EXERCISE ->
Among the entries below, find the lines that hold the word "format" and report them.
━━ INPUT MATERIAL ━━
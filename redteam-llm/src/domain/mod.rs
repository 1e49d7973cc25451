//! Provider-agnostic request/response types and the provider trait

pub mod error;
pub mod messages;
pub mod provider;

pub use error::LlmError;
pub use messages::*;
pub use provider::*;
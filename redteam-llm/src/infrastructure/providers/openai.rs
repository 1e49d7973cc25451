//! OpenAI-compatible provider implementation
//!
//! Works with OpenAI and any server exposing `/chat/completions`
//! (Ollama, vLLM, LM Studio).

use async_trait::async_trait;
use reqwest::Client;
use serde::{Deserialize, Serialize};
use std::time::Duration;
use tracing::{debug, error};

use crate::domain::{
    CompletionRequest, CompletionResponse, ContentBlock, LlmError, LlmProvider, ProviderInfo,
    StopReason, Usage,
};

/// OpenAI-compatible provider
pub struct OpenAIProvider {
    client: Client,
    api_key: String,
    base_url: String,
    model: String,
    organization_id: Option<String>,
    timeout_seconds: u64,
}

impl OpenAIProvider {
    pub fn new(api_key: impl Into<String>, model: impl Into<String>) -> Self {
        Self::with_timeout(api_key, model, 120)
    }

    pub fn with_timeout(
        api_key: impl Into<String>,
        model: impl Into<String>,
        timeout_seconds: u64,
    ) -> Self {
        let client = Client::builder()
            .timeout(Duration::from_secs(timeout_seconds))
            .build()
            .unwrap_or_else(|e| {
                error!(error = %e, "Failed to build HTTP client with custom timeout, using default client");
                Client::new()
            });

        Self {
            client,
            api_key: api_key.into(),
            base_url: "https://api.openai.com/v1".to_string(),
            model: model.into(),
            organization_id: None,
            timeout_seconds,
        }
    }

    /// Set custom base URL
    pub fn with_base_url(mut self, base_url: impl Into<String>) -> Self {
        self.base_url = base_url.into().trim_end_matches('/').to_string();
        self
    }

    /// Set organization ID
    pub fn with_organization(mut self, org_id: impl Into<String>) -> Self {
        self.organization_id = Some(org_id.into());
        self
    }

    fn chat_url(&self) -> String {
        format!("{}/chat/completions", self.base_url)
    }

    fn to_openai_request(&self, request: &CompletionRequest) -> OpenAIRequest {
        let messages = request
            .messages
            .iter()
            .map(|msg| OpenAIMessage {
                role: msg.role.as_str().to_string(),
                content: Some(msg.text()),
            })
            .collect();

        OpenAIRequest {
            model: request.model.clone().unwrap_or_else(|| self.model.clone()),
            messages,
            max_tokens: request.max_tokens,
            temperature: request.temperature,
            stop: if request.stop.is_empty() {
                None
            } else {
                Some(request.stop.clone())
            },
        }
    }

    fn parse_openai_response(&self, response: OpenAIResponse) -> CompletionResponse {
        let choice = response.choices.into_iter().next();

        let content = choice
            .as_ref()
            .and_then(|c| c.message.as_ref())
            .map(|m| vec![ContentBlock::text(m.content.clone().unwrap_or_default())])
            .unwrap_or_default();

        let stop_reason = choice
            .as_ref()
            .and_then(|c| c.finish_reason.as_deref())
            .map(|r| match r {
                "stop" => StopReason::EndTurn,
                "length" => StopReason::MaxTokens,
                "content_filter" => StopReason::ContentFilter,
                _ => StopReason::Other,
            })
            .unwrap_or(StopReason::Other);

        let usage = response
            .usage
            .map(|u| Usage {
                prompt_tokens: u.prompt_tokens,
                completion_tokens: u.completion_tokens,
                total_tokens: u.total_tokens,
            })
            .unwrap_or_default();

        CompletionResponse {
            id: response.id,
            model: response.model,
            content,
            stop_reason,
            usage,
        }
    }
}

#[async_trait]
impl LlmProvider for OpenAIProvider {
    fn info(&self) -> ProviderInfo {
        ProviderInfo {
            id: "openai",
            name: "OpenAI",
            version: "v1",
            max_output_tokens: 4096,
        }
    }

    fn default_model(&self) -> &str {
        &self.model
    }

    async fn complete(&self, request: CompletionRequest) -> Result<CompletionResponse, LlmError> {
        if self.api_key.is_empty() {
            return Err(LlmError::auth(
                "OpenAI API key is not configured (set OPENAI_API_KEY)",
            ));
        }

        let openai_request = self.to_openai_request(&request);
        debug!(model = %openai_request.model, "Sending request to OpenAI-compatible API");

        let mut req = self
            .client
            .post(self.chat_url())
            .header("Content-Type", "application/json")
            .header("Authorization", format!("Bearer {}", self.api_key));
        if let Some(ref org) = self.organization_id {
            req = req.header("OpenAI-Organization", org);
        }

        let response = req.json(&openai_request).send().await.map_err(|e| {
            if e.is_timeout() {
                LlmError::timeout(self.timeout_seconds)
            } else {
                LlmError::from(e)
            }
        })?;

        let status = response.status();
        if !status.is_success() {
            let text = response.text().await.unwrap_or_default();
            error!(status = %status, "OpenAI API error: {}", text);
            return Err(LlmError::from_status(status.as_u16(), text, None));
        }

        let openai_response: OpenAIResponse = response.json().await?;
        Ok(self.parse_openai_response(openai_response))
    }
}

// === OpenAI API Types ===

#[derive(Debug, Serialize)]
struct OpenAIRequest {
    model: String,
    messages: Vec<OpenAIMessage>,
    #[serde(skip_serializing_if = "Option::is_none")]
    max_tokens: Option<u32>,
    #[serde(skip_serializing_if = "Option::is_none")]
    temperature: Option<f64>,
    #[serde(skip_serializing_if = "Option::is_none")]
    stop: Option<Vec<String>>,
}

#[derive(Debug, Serialize, Deserialize)]
struct OpenAIMessage {
    role: String,
    #[serde(default)]
    content: Option<String>,
}

#[derive(Debug, Deserialize)]
struct OpenAIResponse {
    id: String,
    model: String,
    choices: Vec<OpenAIChoice>,
    usage: Option<OpenAIUsage>,
}

#[derive(Debug, Deserialize)]
struct OpenAIChoice {
    message: Option<OpenAIMessage>,
    finish_reason: Option<String>,
}

#[derive(Debug, Deserialize)]
struct OpenAIUsage {
    prompt_tokens: u32,
    completion_tokens: u32,
    total_tokens: u32,
}
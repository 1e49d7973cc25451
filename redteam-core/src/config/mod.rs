//! Configuration management

pub mod validation;

pub use validation::{Validate, ValidationError};

use serde::{Deserialize, Serialize};
use std::path::PathBuf;

/// Application configuration
#[derive(Debug, Clone, Serialize, Deserialize, Default)]
#[serde(default)]
pub struct Config {
    pub server: ServerConfig,
    pub logging: LoggingConfig,
    pub llm: LlmConfig,
    pub osint: OsintConfig,
    pub simulation: SimulationConfig,
}

/// Server configuration
#[derive(Debug, Clone, Serialize, Deserialize)]
#[serde(default)]
pub struct ServerConfig {
    pub host: String,
    pub port: u16,
    /// Whether to expose interactive API docs (Swagger UI).
    pub enable_docs: bool,
    /// Global request timeout in seconds applied at the HTTP layer.
    /// Scenario generation makes two model calls, so keep this above `llm.timeout_seconds`.
    pub request_timeout_seconds: u64,
    /// Allowed CORS origins. Use ["*"] to allow any (development only). Empty vector -> no external origins.
    pub allowed_origins: Vec<String>,
}

impl Default for ServerConfig {
    fn default() -> Self {
        Self {
            host: "0.0.0.0".to_string(),
            port: 8080,
            enable_docs: true,
            request_timeout_seconds: 300,
            allowed_origins: vec!["*".to_string()],
        }
    }
}

/// Logging configuration
#[derive(Debug, Clone, Serialize, Deserialize)]
#[serde(default)]
pub struct LoggingConfig {
    pub level: String,
    /// `json` or `pretty`
    pub format: String,
}

impl Default for LoggingConfig {
    fn default() -> Self {
        Self {
            level: "info".to_string(),
            format: "pretty".to_string(),
        }
    }
}

/// LLM configuration
#[derive(Debug, Clone, Serialize, Deserialize)]
#[serde(default)]
pub struct LlmConfig {
    /// Active provider: "anthropic" or "openai"
    pub provider: String,

    #[serde(default)]
    pub anthropic: AnthropicConfig,

    #[serde(default)]
    pub openai: OpenAIConfig,

    /// Model used for every request unless the provider overrides it
    pub default_model: String,
    /// Maximum tokens to generate
    pub max_tokens: u32,
    /// Sampling temperature for scenario generation
    pub scenario_temperature: f64,
    /// Sampling temperature for vulnerability and history analysis
    pub analysis_temperature: f64,
    /// Request timeout in seconds
    pub timeout_seconds: u64,
}

impl Default for LlmConfig {
    fn default() -> Self {
        Self {
            provider: "anthropic".to_string(),
            anthropic: AnthropicConfig::default(),
            openai: OpenAIConfig::default(),
            default_model: "claude-3-opus-20240229".to_string(),
            max_tokens: 2000,
            scenario_temperature: 0.7,
            analysis_temperature: 0.2,
            timeout_seconds: 120,
        }
    }
}

/// Anthropic Messages API configuration
#[derive(Debug, Clone, Serialize, Deserialize)]
#[serde(default)]
pub struct AnthropicConfig {
    /// API Key (can also use ANTHROPIC_API_KEY env var)
    pub api_key: Option<String>,
    pub base_url: String,
    /// Value sent in the `anthropic-version` header
    pub api_version: String,
}

impl Default for AnthropicConfig {
    fn default() -> Self {
        Self {
            api_key: None,
            base_url: "https://api.anthropic.com/v1".to_string(),
            api_version: "2023-06-01".to_string(),
        }
    }
}

/// OpenAI-compatible provider configuration
#[derive(Debug, Clone, Serialize, Deserialize)]
#[serde(default)]
pub struct OpenAIConfig {
    /// API Key (can also use OPENAI_API_KEY env var)
    pub api_key: Option<String>,
    pub base_url: String,
    pub organization_id: Option<String>,
}

impl Default for OpenAIConfig {
    fn default() -> Self {
        Self {
            api_key: None,
            base_url: "https://api.openai.com/v1".to_string(),
            organization_id: None,
        }
    }
}

/// Target collection configuration
#[derive(Debug, Clone, Serialize, Deserialize)]
#[serde(default)]
pub struct OsintConfig {
    /// Directory holding cache files and downloaded datasets
    pub data_dir: PathBuf,
    /// Hosted dataset holding AIS position reports
    pub ais_dataset: String,
    /// Base URL the dataset name is appended to when downloading
    pub dataset_base_url: String,
    /// Serve datasets from this directory instead of downloading them
    pub local_dataset_dir: Option<PathBuf>,
    /// Kaggle credentials (can also use KAGGLE_USERNAME / KAGGLE_KEY env vars)
    pub kaggle_username: Option<String>,
    pub kaggle_key: Option<String>,
    /// Country code used for infrastructure collection
    pub default_country: String,
    /// Freshness window of the infrastructure cache
    pub infrastructure_cache_ttl_hours: u64,
    /// Number of records `get_target` draws from
    pub target_pool_size: usize,
    /// Largest `limit` accepted by the target listing endpoint
    pub max_listing_limit: usize,
    /// Download timeout in seconds
    pub timeout_seconds: u64,
    /// Fixed seed for synthetic data (random when unset)
    pub seed: Option<u64>,
}

impl Default for OsintConfig {
    fn default() -> Self {
        Self {
            data_dir: PathBuf::from("data/osint"),
            ais_dataset: "eminserkanerdonmez/ais-dataset".to_string(),
            dataset_base_url: "https://www.kaggle.com/api/v1/datasets/download".to_string(),
            local_dataset_dir: None,
            kaggle_username: None,
            kaggle_key: None,
            default_country: "US".to_string(),
            infrastructure_cache_ttl_hours: 24,
            target_pool_size: 20,
            max_listing_limit: 100,
            timeout_seconds: 60,
            seed: None,
        }
    }
}

/// Attack simulation configuration
#[derive(Debug, Clone, Serialize, Deserialize)]
#[serde(default)]
pub struct SimulationConfig {
    /// A step succeeds when its draw is strictly above this value
    pub step_success_threshold: f64,
    /// After a failed step, the run stops when its draw is strictly above this value
    pub stop_after_failure_threshold: f64,
    /// Fixed seed for the simulator (random when unset)
    pub seed: Option<u64>,
    /// Default complexity for requests that do not name one
    pub default_complexity: String,
    /// Where exported histories are written
    pub results_dir: PathBuf,
    /// Where chart data is written by the demo
    pub visualizations_dir: PathBuf,
}

impl Default for SimulationConfig {
    fn default() -> Self {
        Self {
            step_success_threshold: 0.3,
            stop_after_failure_threshold: 0.5,
            seed: None,
            default_complexity: "medium".to_string(),
            results_dir: PathBuf::from("data/scenarios"),
            visualizations_dir: PathBuf::from("data/visualizations"),
        }
    }
}

impl Validate for Config {
    fn validate(&self) -> Result<(), ValidationError> {
        self.server.validate()?;
        self.logging.validate()?;
        self.llm.validate()?;
        self.osint.validate()?;
        self.simulation.validate()?;
        Ok(())
    }
}

impl Config {
    /// Load configuration from files and environment variables
    pub fn load() -> Result<Self, ConfigLoadError> {
        let mut builder = config::Config::builder()
            .add_source(config::File::with_name("config/default").required(false));

        if let Ok(env) = std::env::var("ENV") {
            builder = builder
                .add_source(config::File::with_name(&format!("config/{}", env)).required(false));
        }

        // Local config and environment variables last (highest priority)
        builder = builder
            .add_source(config::File::with_name("config/local").required(false))
            .add_source(config::Environment::with_prefix("REDTEAM").separator("__"));

        let mut config: Config = builder.build()?.try_deserialize()?;
        config.apply_env_fallbacks();
        config.validate()?;

        Ok(config)
    }

    /// Fill credentials from their conventional environment variables when the
    /// config files leave them unset.
    fn apply_env_fallbacks(&mut self) {
        let from_env = |name: &str| std::env::var(name).ok().filter(|v| !v.is_empty());

        if self.llm.anthropic.api_key.is_none() {
            self.llm.anthropic.api_key = from_env("ANTHROPIC_API_KEY");
        }
        if self.llm.openai.api_key.is_none() {
            self.llm.openai.api_key = from_env("OPENAI_API_KEY");
        }
        if self.osint.kaggle_username.is_none() {
            self.osint.kaggle_username = from_env("KAGGLE_USERNAME");
        }
        if self.osint.kaggle_key.is_none() {
            self.osint.kaggle_key = from_env("KAGGLE_KEY");
        }
    }
}

/// Error type for configuration loading
#[derive(Debug, thiserror::Error)]
pub enum ConfigLoadError {
    #[error("Configuration file error: {0}")]
    Config(#[from] config::ConfigError),

    #[error("Configuration validation error: {0}")]
    Validation(#[from] ValidationError),
}
//! Orchestrator presentation layer

pub mod controllers;
pub mod middleware;
pub mod models;
pub mod routes;

pub use controllers::{AppState, DEFAULT_LISTING_LIMIT};
pub use models::*;
pub use routes::{ApiDoc, create_router};
//! Target collection domain: errors, heuristics and search types

pub mod errors;
pub mod heuristics;
pub mod search;

pub use errors::{CacheError, FetchError};
pub use search::{SearchHit, SearchScope, matches_query};
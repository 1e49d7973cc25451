//! Use case tests for the simulation pipeline and history statistics

mod common;

use common::fixtures::{ScriptedProvider, cargo_target, test_config, test_state};
use redteam_core::domain::{Complexity, ScenarioStatus, Target};
use redteam_llm::LlmError;
use redteam_orchestrator::{DashboardData, SimulationError};
use std::sync::Arc;

fn target() -> Target {
    Target::from_value(cargo_target()).unwrap()
}

#[tokio::test]
async fn test_generate_simulate_analyze_and_record() {
    let dir = tempfile::tempdir().unwrap();
    let config = test_config(dir.path());
    let provider = Arc::new(ScriptedProvider::new());
    let state = test_state(&config, provider.clone());

    let scenario = state
        .run_simulation
        .execute(&target(), Complexity::Medium)
        .await
        .unwrap();

    assert_eq!(scenario.status, ScenarioStatus::Analyzed);
    assert_eq!(scenario.plan.steps.len(), 3);
    assert!((1..=3).contains(&scenario.steps_executed()));
    assert_eq!(
        scenario.overall_success,
        scenario.simulation_results.iter().any(|r| r.success)
    );
    let analysis = scenario.vulnerability_analysis.as_ref().unwrap();
    assert_eq!(analysis.severity, "Critical");
    assert_eq!(provider.calls(), 2);

    let history = state.history.all().await;
    assert_eq!(history, vec![scenario]);
}

#[tokio::test]
async fn test_fixed_seed_reproduces_step_outcomes() {
    let dir = tempfile::tempdir().unwrap();
    let config = test_config(dir.path());

    let first = test_state(&config, Arc::new(ScriptedProvider::new()))
        .run_simulation
        .execute(&target(), Complexity::High)
        .await
        .unwrap();
    let second = test_state(&config, Arc::new(ScriptedProvider::new()))
        .run_simulation
        .execute(&target(), Complexity::High)
        .await
        .unwrap();

    assert_eq!(first.simulation_results, second.simulation_results);
    assert_ne!(first.id, second.id);
}

#[tokio::test]
async fn test_generation_failure_records_nothing() {
    let dir = tempfile::tempdir().unwrap();
    let config = test_config(dir.path());
    let provider = Arc::new(ScriptedProvider::failing(LlmError::auth("invalid x-api-key")));
    let state = test_state(&config, provider.clone());

    let err = state
        .run_simulation
        .execute(&target(), Complexity::Low)
        .await
        .unwrap_err();

    assert!(matches!(err, SimulationError::Generation(LlmError::Authentication(_))));
    assert_eq!(provider.calls(), 1);
    assert!(state.history.is_empty().await);
}

#[tokio::test]
async fn test_analysis_failure_records_nothing() {
    let dir = tempfile::tempdir().unwrap();
    let config = test_config(dir.path());
    let provider = Arc::new(ScriptedProvider::failing_analysis(LlmError::timeout(30)));
    let state = test_state(&config, provider.clone());

    let err = state
        .run_simulation
        .execute(&target(), Complexity::Medium)
        .await
        .unwrap_err();

    assert!(matches!(err, SimulationError::Analysis(LlmError::Timeout { seconds: 30 })));
    assert_eq!(provider.calls(), 2);
    assert!(state.history.is_empty().await);
}

#[tokio::test]
async fn test_review_of_empty_history_skips_the_model() {
    let dir = tempfile::tempdir().unwrap();
    let config = test_config(dir.path());
    let provider = Arc::new(ScriptedProvider::new());
    let state = test_state(&config, provider.clone());

    let err = state.review_history.execute().await.unwrap_err();

    assert!(err.is_empty_history());
    assert_eq!(provider.calls(), 0);
}

#[tokio::test]
async fn test_review_splits_report_sections() {
    let dir = tempfile::tempdir().unwrap();
    let config = test_config(dir.path());
    let state = test_state(&config, Arc::new(ScriptedProvider::new()));
    state
        .run_simulation
        .execute(&target(), Complexity::Medium)
        .await
        .unwrap();

    let report = state.review_history.execute().await.unwrap();

    assert_eq!(report.scenario_count, 1);
    assert_eq!(
        report.key_findings.items,
        vec!["GNSS spoofing worked against cargo vessels"]
    );
    assert_eq!(report.risk_assessment.text, "Overall risk is high.");
}

#[tokio::test]
async fn test_dashboard_written_to_visualizations_dir() {
    let dir = tempfile::tempdir().unwrap();
    let config = test_config(dir.path());
    let state = test_state(&config, Arc::new(ScriptedProvider::new()));

    assert!(
        state
            .statistics
            .write_dashboard(&config.simulation.visualizations_dir)
            .await
            .unwrap_err()
            .is_empty_history()
    );

    state
        .run_simulation
        .execute(&target(), Complexity::Medium)
        .await
        .unwrap();
    let path = state
        .statistics
        .write_dashboard(&config.simulation.visualizations_dir)
        .await
        .unwrap();

    assert_eq!(path, config.simulation.visualizations_dir.join("dashboard.json"));
    let dashboard: DashboardData =
        serde_json::from_str(&std::fs::read_to_string(&path).unwrap()).unwrap();
    assert_eq!(dashboard.metrics.total_simulations, 1);
    assert_eq!(dashboard.metrics.attack_vectors["GNSS spoofing"], 1);
}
━━━
OUTPUT ->
        format!("{}/chat/completions", self.base_url)
            .header("Authorization", format!("Bearer {}", self.api_key));
    pub format: String,
            format: "pretty".to_string(),
                .add_source(config::File::with_name(&format!("config/{}", env)).required(false));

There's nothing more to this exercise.